Recent studies suggest that two subtypes of alpha-adrenergic receptors (alpha 1 and alpha 2) can be distinguished on the basis of the differential affinities of certain adrenergic ligands for each subtype. We have investigated the binding characteristics of several such ligands for alpha-adrenergic receptors in membrane preparations derived from rat heart. alpha-Adrenergic antagonists competed for binding sites identified by the nonsubtype selective alpha-adrenergic ligand [3H]dihydroergocryptine (DHE) in the order of potency expected for alpha 1-receptors, namely, prazosin (EC50 = 0.35 nM) greater than phentolamine (EC50 = 37 nM) greater than yohimbine (EC50 = 918 nM). Furthermore, the nonsubtype selective radioligand [3H]DHE identified a quantitatively similar number of specific binding sites in rat cardiac membranes as the alpha 1-selective radioligand [3H]prazosin (33 and 36 fmoles/mg protein, respectively), while the alpha 2-selective ligand [3H]clonidine at concentrations up to 20 nM demonstrated negligible specific binding.
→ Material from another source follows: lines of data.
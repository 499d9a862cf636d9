//! Handlers for the generation pipeline.
//!
//! Routes:
//! - `POST /generations`       — run the full pipeline for one request
//! - `GET  /generations/{id}`  — fetch a generation record

use axum::extract::{Path, State};
use axum::response::IntoResponse;
use axum::Json;
use serde::{Deserialize, Serialize};
use thumbforge_core::error::CoreError;
use thumbforge_core::generation::GenerationStatus;
use thumbforge_core::request::NewGeneration;
use thumbforge_core::types::{DbId, Timestamp};
use thumbforge_db::models::generation::Generation;
use thumbforge_db::repositories::GenerationRepo;

use crate::error::{AppError, AppResult};
use crate::response::DataResponse;
use crate::state::AppState;

/// Body of `POST /generations`.
#[derive(Debug, Deserialize)]
pub struct GenerateRequest {
    pub user_id: DbId,
    pub prompt: String,
    #[serde(default)]
    pub uploaded_image_refs: Vec<String>,
    pub preferred_style: Option<String>,
    pub preferred_mood: Option<String>,
    pub topic: Option<String>,
    /// Model slug; unknown values normalize silently to the default.
    pub model: Option<String>,
}

/// Caller-facing view of a generation record.
#[derive(Debug, Serialize)]
pub struct GenerateResponse {
    pub id: DbId,
    pub status: &'static str,
    pub final_image_url: Option<String>,
    pub quality_score: Option<f64>,
    pub credits_used: i64,
    pub error_message: Option<String>,
    pub created_at: Timestamp,
    pub completed_at: Option<Timestamp>,
}

impl GenerateResponse {
    fn from_record(record: Generation) -> Result<Self, AppError> {
        let status = record.status().ok_or_else(|| {
            AppError::InternalError(format!(
                "Generation {} has unknown status id {}",
                record.id, record.status_id
            ))
        })?;
        let quality_score = record
            .quality
            .as_ref()
            .and_then(|q| q.get("overall_score"))
            .and_then(|v| v.as_f64());
        Ok(Self {
            id: record.id,
            status: status.as_str(),
            final_image_url: record.final_image_url,
            quality_score,
            credits_used: record.credits_charged,
            error_message: record.error_message,
            created_at: record.created_at,
            completed_at: record.completed_at,
        })
    }
}

/// POST /api/v1/generations
///
/// Validates the request, then drives the full pipeline to a terminal
/// record. Synchronous from the caller's perspective: the response
/// always carries `completed` or `failed`, never an in-progress state.
pub async fn generate(
    State(state): State<AppState>,
    Json(input): Json<GenerateRequest>,
) -> AppResult<impl IntoResponse> {
    let request = NewGeneration::accept(
        input.user_id,
        &input.prompt,
        input.uploaded_image_refs,
        input.preferred_style,
        input.preferred_mood,
        input.topic,
        input.model.as_deref(),
    )
    .map_err(AppError::Core)?;

    let record = state.pipeline.clone().run(request).await?;

    debug_assert!(matches!(
        record.status(),
        Some(GenerationStatus::Completed | GenerationStatus::Failed)
    ));

    Ok(Json(DataResponse {
        data: GenerateResponse::from_record(record)?,
    }))
}

/// GET /api/v1/generations/{id}
///
/// Terminal records are immutable, so reads are idempotent.
pub async fn get_generation(
    State(state): State<AppState>,
    Path(id): Path<DbId>,
) -> AppResult<impl IntoResponse> {
    let record = GenerationRepo::find_by_id(&state.pool, id)
        .await?
        .ok_or(AppError::Core(CoreError::NotFound {
            entity: "Generation",
            id,
        }))?;

    Ok(Json(DataResponse {
        data: GenerateResponse::from_record(record)?,
    }))
}
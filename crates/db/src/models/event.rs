//! Durable platform event model.

use serde::Serialize;
use sqlx::FromRow;
use thumbforge_core::types::{DbId, Timestamp};

/// A row from the `events` table.
#[derive(Debug, Clone, FromRow, Serialize)]
pub struct Event {
    pub id: DbId,
    pub event_type: String,
    pub source_entity_type: Option<String>,
    pub source_entity_id: Option<DbId>,
    pub actor_user_id: Option<DbId>,
    pub payload: serde_json::Value,
    pub created_at: Timestamp,
    pub updated_at: Timestamp,
}
//! Adapters to the three external collaborators of the generation
//! pipeline: the image-generation service, the vision/LLM analysis
//! service, and the post-production renderer.
//!
//! Each boundary is a trait so the orchestrator and its tests can run
//! against scripted mocks; the `*Api` types are the reqwest-backed
//! production implementations.

pub mod analysis;
pub mod client;
pub mod error;
pub mod mock;
pub mod renderer;
pub mod retry;

pub use analysis::{PromptAnalyzer, VisionApi};
pub use client::{ImageSynthesizer, SynthesisApi, SynthesizedImage};
pub use error::{AnalysisError, RenderError, SynthesisError};
pub use renderer::{PostRenderer, RenderApi, RenderedImage};
pub use retry::{next_delay, synthesize_with_retry, RetryConfig};
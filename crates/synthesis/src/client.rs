//! HTTP client for the external image-generation service.
//!
//! The service contract is deliberately thin: submit `{prompt, model}`,
//! receive `{url}` or a typed failure. Everything behind that boundary
//! (queueing, GPUs, model weights) is the collaborator's problem.

use std::time::Duration;

use async_trait::async_trait;
use serde::Deserialize;
use thumbforge_core::request::ImageModel;

use crate::error::SynthesisError;

/// Default per-request deadline for synthesis calls.
pub const DEFAULT_SYNTHESIS_TIMEOUT: Duration = Duration::from_secs(120);

/// The opaque result of one synthesis call. The URL is never mutated,
/// only referenced.
#[derive(Debug, Clone, Deserialize)]
pub struct SynthesizedImage {
    pub url: String,
}

/// Call boundary to the image-generation service.
#[async_trait]
pub trait ImageSynthesizer: Send + Sync {
    async fn synthesize(
        &self,
        prompt: &str,
        model: ImageModel,
    ) -> Result<SynthesizedImage, SynthesisError>;
}

/// reqwest-backed synthesis client.
pub struct SynthesisApi {
    client: reqwest::Client,
    api_url: String,
}

impl SynthesisApi {
    /// Create a client for the service at `api_url` (e.g.
    /// `https://images.example.com`).
    pub fn new(api_url: String) -> Self {
        let client = reqwest::Client::builder()
            .timeout(DEFAULT_SYNTHESIS_TIMEOUT)
            .build()
            .unwrap_or_default();
        Self { client, api_url }
    }

    /// Create an API client reusing an existing [`reqwest::Client`]
    /// (useful for connection pooling across adapters).
    pub fn with_client(client: reqwest::Client, api_url: String) -> Self {
        Self { client, api_url }
    }

    /// Classify a transport-level failure.
    fn classify_transport(e: reqwest::Error) -> SynthesisError {
        if e.is_timeout() {
            SynthesisError::Timeout(e.to_string())
        } else {
            SynthesisError::Unknown(e.to_string())
        }
    }

    /// Classify a non-2xx response by status code.
    async fn classify_status(response: reqwest::Response) -> SynthesisError {
        let status = response.status();
        let body = response
            .text()
            .await
            .unwrap_or_else(|_| "<unreadable body>".to_string());
        match status.as_u16() {
            429 => SynthesisError::RateLimited(body),
            400 | 422 => SynthesisError::ContentRejected(body),
            408 | 504 => SynthesisError::Timeout(body),
            _ => SynthesisError::Unknown(format!("{status}: {body}")),
        }
    }
}

#[async_trait]
impl ImageSynthesizer for SynthesisApi {
    /// Submit a prompt for synthesis via `POST /v1/images`.
    async fn synthesize(
        &self,
        prompt: &str,
        model: ImageModel,
    ) -> Result<SynthesizedImage, SynthesisError> {
        let body = serde_json::json!({
            "prompt": prompt,
            "model": model.as_str(),
        });

        let response = self
            .client
            .post(format!("{}/v1/images", self.api_url))
            .json(&body)
            .send()
            .await
            .map_err(Self::classify_transport)?;

        if !response.status().is_success() {
            return Err(Self::classify_status(response).await);
        }

        response
            .json::<SynthesizedImage>()
            .await
            .map_err(|e| SynthesisError::Unknown(format!("Malformed synthesis response: {e}")))
    }
}
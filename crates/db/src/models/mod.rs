//! Domain model structs and DTOs.
//!
//! Each submodule contains:
//! - A `FromRow` + `Serialize` entity struct matching the database row
//! - A `Deserialize` create DTO for inserts
//! - Stage-specific update DTOs where the entity advances through a
//!   lifecycle

pub mod credit;
pub mod event;
pub mod generation;
pub mod reference;
pub mod user;
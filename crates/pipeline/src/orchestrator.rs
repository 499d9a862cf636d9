//! The generation state machine.
//!
//! One [`Pipeline::run`] call drives a single request through every
//! stage in order. Stage boundaries are persisted as they happen, so a
//! record always reflects how far its request got. Failure semantics:
//!
//! - before the debit: the record is marked failed, nothing to refund;
//! - at or after the debit: the record is marked failed and exactly
//!   one compensating refund is issued through [`crate::ledger`].
//!
//! The pipeline body runs on a detached task, so a caller that
//! disconnects mid-run cannot strand a debited request: the task keeps
//! going until the record is terminal.

use std::sync::Arc;

use thumbforge_core::error::CoreError;
use thumbforge_core::generation::GenerationStatus;
use thumbforge_core::hashing::inputs_hash;
use thumbforge_core::matcher::select_best_match;
use thumbforge_core::metadata::{derive_metadata_hints, UserMetadata};
use thumbforge_core::postprod::plan_post_production;
use thumbforge_core::prompt::{
    compose, enhance_for_viral_potential, optimize_for_model, score_prompt_quality, PromptInputs,
};
use thumbforge_core::quality::assess;
use thumbforge_core::request::NewGeneration;
use thumbforge_core::types::DbId;
use thumbforge_db::models::credit::DebitOutcome;
use thumbforge_db::models::generation::{
    CompleteGeneration, CreateGeneration, Generation, RecordMatch, RecordPrompt,
};
use thumbforge_db::repositories::{GenerationRepo, UserRepo};
use thumbforge_db::DbPool;
use thumbforge_events::{EventBus, PlatformEvent};
use thumbforge_synthesis::{
    synthesize_with_retry, ImageSynthesizer, PostRenderer, PromptAnalyzer, RenderError,
    RetryConfig,
};

use crate::catalog::CatalogCache;
use crate::error::PipelineError;
use crate::ledger;

// ---------------------------------------------------------------------------
// Configuration
// ---------------------------------------------------------------------------

/// Tunables for one pipeline instance.
#[derive(Debug, Clone)]
pub struct PipelineConfig {
    /// Fixed credits charged per generation.
    pub credit_cost: i64,
    /// Retry strategy for the synthesizer adapter (the only stage
    /// with internal retry).
    pub retry: RetryConfig,
}

impl Default for PipelineConfig {
    fn default() -> Self {
        Self {
            credit_cost: thumbforge_core::credits::DEFAULT_GENERATION_COST,
            retry: RetryConfig::default(),
        }
    }
}

// ---------------------------------------------------------------------------
// Pipeline
// ---------------------------------------------------------------------------

/// The orchestrator. Cheap to clone via `Arc` in application state.
pub struct Pipeline {
    pool: DbPool,
    synthesizer: Arc<dyn ImageSynthesizer>,
    analyzer: Arc<dyn PromptAnalyzer>,
    renderer: Arc<dyn PostRenderer>,
    catalog: Arc<CatalogCache>,
    events: Arc<EventBus>,
    config: PipelineConfig,
}

/// How a stage failure terminates the run.
struct StageFailure {
    message: String,
}

impl StageFailure {
    fn new(message: impl Into<String>) -> Self {
        Self {
            message: message.into(),
        }
    }
}
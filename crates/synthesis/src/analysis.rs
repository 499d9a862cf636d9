//! HTTP client for the vision/LLM analysis service.
//!
//! Analysis is best-effort: the service may return any subset of the
//! metadata fields, and callers degrade to prompt-derived keyword
//! hints when it is unavailable.

use std::time::Duration;

use async_trait::async_trait;
use thumbforge_core::metadata::UserMetadata;

use crate::error::AnalysisError;

/// Default per-request deadline for analysis calls.
pub const DEFAULT_ANALYSIS_TIMEOUT: Duration = Duration::from_secs(30);

/// Call boundary to the vision/LLM analysis service.
#[async_trait]
pub trait PromptAnalyzer: Send + Sync {
    /// Derive structural descriptors from a prompt and optional
    /// uploaded images. Partial results are acceptable.
    async fn analyze(
        &self,
        prompt: &str,
        image_refs: &[String],
    ) -> Result<UserMetadata, AnalysisError>;
}

/// reqwest-backed analysis client.
pub struct VisionApi {
    client: reqwest::Client,
    api_url: String,
}

impl VisionApi {
    pub fn new(api_url: String) -> Self {
        let client = reqwest::Client::builder()
            .timeout(DEFAULT_ANALYSIS_TIMEOUT)
            .build()
            .unwrap_or_default();
        Self { client, api_url }
    }

    pub fn with_client(client: reqwest::Client, api_url: String) -> Self {
        Self { client, api_url }
    }
}

#[async_trait]
impl PromptAnalyzer for VisionApi {
    /// Request descriptor extraction via `POST /v1/analyze`.
    async fn analyze(
        &self,
        prompt: &str,
        image_refs: &[String],
    ) -> Result<UserMetadata, AnalysisError> {
        let body = serde_json::json!({
            "prompt": prompt,
            "images": image_refs,
        });

        let response = self
            .client
            .post(format!("{}/v1/analyze", self.api_url))
            .json(&body)
            .send()
            .await
            .map_err(|e| AnalysisError::Unavailable(e.to_string()))?;

        if !response.status().is_success() {
            let status = response.status();
            let body = response
                .text()
                .await
                .unwrap_or_else(|_| "<unreadable body>".to_string());
            return Err(AnalysisError::Unavailable(format!("{status}: {body}")));
        }

        response
            .json::<UserMetadata>()
            .await
            .map_err(|e| AnalysisError::Malformed(e.to_string()))
    }
}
We conclude that the alpha-adrenergic receptors of rat heart homogenates demonstrate binding characteristics typical of alpha 1-receptors. While we cannot exclude the presence of small numbers of alpha-2 receptors, the similar number of binding sites identified at saturation for the alpha 1-specific ligand [3H]prazosin and for the nonsubtype selective ligand [3H]DHE supports the hypothesis that the alpha-receptors of rat heart are predominantly of the alpha 1-subtype.